Nobody can code alone, we rely on each other

5 min read

A little over a month ago, I ran into an issue on this blog with ContentLayer. In short, I had transitioned to NextJS 14, and the package did not yet support it. There was an open pull request that seemed to fit all the criteria for the fix. Perfect! Now all that was needed for a maintainer to merge…

As you can see for yourself on pull request 576, it took a while. The package was no longer going to be maintained by the same people due to a lack of funding, leaving many who had used the package in some way wondering if they should start migrating to something different, or just wait and see if someone with write access happened to drop by.

It’s easy to get upset about this, to say “look how many people depended on this work, only for it to be abandoned with no support!”. To be clear, I have not been closely following the status of the package since, mostly because I align with many of the thoughts expressed in the social contract of open source. It’s free software, I have no right to complain when I use it of my own free will without restriction. In fact, ContentLayer was part of pliny, part of the initial code I chose to run with when starting with Tim’s template. Now it’s on me to either figure out how to live with it, or patch things as they break. I kinda think that’s half the fun, after all, it’s just a blog and nobody will die if a particular feature becomes momentarily unavailable.

We all have to depend on someone

The truth is that we cannot develop software in isolation. Sure, we can reduce the number of unnecessary dependencies our projects use (something that I am actively working towards), but even then we need to interact with different hardware, browsers, standards etc. There will always be change, and it’s important to accept that fact rather than trying to fight it. There is a lot of truth in the xkcd comic about the lone maintainer holding up the pillar.

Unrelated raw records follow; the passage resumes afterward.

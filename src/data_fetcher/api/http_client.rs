//! HTTP client creation and configuration utilities

use reqwest::Client;
use std::time::Duration;

/// Creates a pooled HTTP client with the given request timeout.
///
/// One client is shared by both KSÍ adapters so connections to the same host
/// are reused across tournaments.
pub fn create_http_client_with_timeout(timeout_seconds: u64) -> Result<Client, reqwest::Error> {
    Client::builder()
        .timeout(Duration::from_secs(timeout_seconds))
        .pool_max_idle_per_host(crate::constants::HTTP_POOL_MAX_IDLE_PER_HOST)
        .user_agent(concat!("ksi_stats/", env!("CARGO_PKG_VERSION")))
        .build()
}

/// Creates an HTTP client for testing with default timeout
#[cfg(test)]
pub fn create_test_http_client() -> Client {
    create_http_client_with_timeout(crate::constants::DEFAULT_HTTP_TIMEOUT_SECONDS)
        .expect("Failed to create test HTTP client")
}
//! Source-specific shapes, exactly as the adapters hand them over.

use serde::de::DeserializeOwned;
use serde::{Deserialize, Serialize};
use std::collections::HashMap;

/// Builds a SOAP row from leaf element names and their text. Unknown names are ignored.
fn from_soap_fields<T: DeserializeOwned>(
    fields: &HashMap<String, String>,
) -> Result<T, serde_json::Error> {
    serde_json::from_value(serde_json::to_value(fields)?)
}

/// One `MotLeikur` element from the SOAP `MotLeikir` action.
/// Every field is the raw element text; absent or nil elements are `None`.
#[derive(Debug, Clone, Default, PartialEq, Eq, Serialize, Deserialize)]
pub struct SoapMatch {
    #[serde(rename = "LeikurNumer", default)]
    pub match_number: Option<String>,
    #[serde(rename = "LeikDagur", default)]
    pub match_date: Option<String>,
    #[serde(rename = "FelagHeimaNumer", default)]
    pub home_club_id: Option<String>,
    #[serde(rename = "FelagUtiNumer", default)]
    pub away_club_id: Option<String>,
    #[serde(rename = "FelagHeimaNafn", default)]
    pub home_club_name: Option<String>,
    #[serde(rename = "FelagUtiNafn", default)]
    pub away_club_name: Option<String>,
    #[serde(rename = "UrslitHeima", default)]
    pub home_result: Option<String>,
    #[serde(rename = "UrslitUti", default)]
    pub away_result: Option<String>,
    #[serde(rename = "VollurNafn", default)]
    pub venue_name: Option<String>,
}

impl SoapMatch {
    pub fn from_fields(fields: &HashMap<String, String>) -> Result<Self, serde_json::Error> {
        from_soap_fields(fields)
    }
}

/// One `MotAflog` element: a tournament listed for an age group.
#[derive(Debug, Clone, Default, PartialEq, Eq, Serialize, Deserialize)]
pub struct SoapTournament {
    #[serde(rename = "MotNumer", default)]
    pub tournament_number: Option<String>,
    #[serde(rename = "MotNafn", default)]
    pub name: Option<String>,
    #[serde(rename = "MotAr", default)]
    pub year: Option<String>,
}

impl SoapTournament {
    pub fn from_fields(fields: &HashMap<String, String>) -> Result<Self, serde_json::Error> {
        from_soap_fields(fields)
    }
}

/// One `MotStada` element: a team's line in a tournament table.
/// Counts are left as element text.
#[derive(Debug, Clone, Default, PartialEq, Eq, Serialize, Deserialize)]
pub struct SoapStanding {
    #[serde(rename = "FelagNumer", default)]
    pub club_id: Option<String>,
    #[serde(rename = "FelagNafn", default)]
    pub club_name: Option<String>,
    #[serde(rename = "LeikirAlls", default)]
    pub played: Option<String>,
    #[serde(rename = "LeikirUnnir", default)]
    pub won: Option<String>,
    #[serde(rename = "LeikirJafnt", default)]
    pub drawn: Option<String>,
    #[serde(rename = "LeikirTap", default)]
    pub lost: Option<String>,
    #[serde(rename = "MorkSkorud", default)]
    pub goals_scored: Option<String>,
    #[serde(rename = "MorkFenginASig", default)]
    pub goals_conceded: Option<String>,
    #[serde(rename = "Stig", default)]
    pub points: Option<String>,
}

impl SoapStanding {
    pub fn from_fields(fields: &HashMap<String, String>) -> Result<Self, serde_json::Error> {
        from_soap_fields(fields)
    }
}

/// One row of the HTML match table. Date and score are left as page text.
#[derive(Debug, Clone, Default, PartialEq, Eq)]
pub struct ScrapedMatch {
    pub match_id: Option<String>,
    pub date_text: Option<String>,
    pub home_team_id: Option<String>,
    pub away_team_id: Option<String>,
    pub home_team_name: Option<String>,
    pub away_team_name: Option<String>,
    pub score_text: Option<String>,
    pub venue: Option<String>,
}

/// A raw match from either source.
#[derive(Debug, Clone, PartialEq, Eq)]
pub enum RawMatch {
    Soap(SoapMatch),
    Scraped(ScrapedMatch),
}

/// One row of the HTML tournament listing.
#[derive(Debug, Clone, Default, PartialEq, Eq)]
pub struct RawTournament {
    pub tournament_id: Option<String>,
    pub name: String,
    pub url: String,
    pub year: Option<String>,
    pub status: Option<String>,
    pub category: Option<String>,
    pub age_group: Option<String>,
    pub gender: Option<String>,
}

Dependency comic from xkcd in which a lone pillar is holding up a giant structure. The quote part of the comic reads "A project some random person in Nebraska has been thanklessly maintaining since 2003"

Splitting software into categories

Equally as important, I try to align my expectations of software complexity and reliability to stay in line with what the software is actually responsible for. If I go to someone else’s personal blog that I follow, and the menu is a bit off, who cares? They are probably in the middle of a fix, or even developing something cool. Their blog is their playground, and the code doesn’t harm anyone.

If, however, a medical device that has tried to implement AI suddenly starts to fail to deliver on its basic functionality, I might question the decision making ability of those developing it. In that case, there is a high cost of failure and less benefit of pointless experimentation. Lives are at stake. We can hold these devices, and the code that supports them, to a higher standard. If that team relies on a particular dependency, then they have a moral duty to confirm that support will be offered (or that ample notice will be provided to migrate).

Establishing norms or agreements for each piece of software

As Brett Cannon writes:

Do open source projects that produce open source code need to provide anything beyond this? I say no: open source software starts and stops with the software and its license.

Unless there is clear communication that a certain level of support is to be expected, then that’s it! By establishing this as the default, we can then build on it in specific instances. Developers and maintainers can choose to communicate certain expectations to users. “We plan to support this project for three years, and after that, we are uncertain”, allows for users to get a good sense of where the project is going and how much time may be left before they need to think about changing things up. Similarly, there may be “end game” plans, or a written commitment to what would happen in the event that the team can no longer put forward any more effort. Fosstodon for example, has a written plan for what would happen in the case that donations could no longer cover the cost of the service.

Having a diverse set of software that is interoperable

In The Internet Con, Cory Doctorow outlines how interoperability is the key to making sure that markets do not become dominated by monopolies. This is critical for all types of software, not just the large social media sites that everyone commonly laments. By having both a suite of software that accomplish similar objectives slightly differently, and interoperability for data or routing, transitioning from one service to another can be relatively painless. When choosing new dependencies to add to our systems, we can think ahead to how easy that dependency would be to transition away from should it no longer be supported.

At the end of the day, both change and working with others is a part of life. It can be joyful if we let it, and in software we are lucky to have thousands of open-source projects to connect to, try out, and experiment with. While I work through some of the pliny dependencies and remove the ones that I don’t need, I don’t regret starting from the template and working backwards. Tim has written some great software, better than I could have done given the time I wanted to dedicate to getting the blog setup, and the fact that we are all able to use it and build our own paths onwards from it is cause for celebration.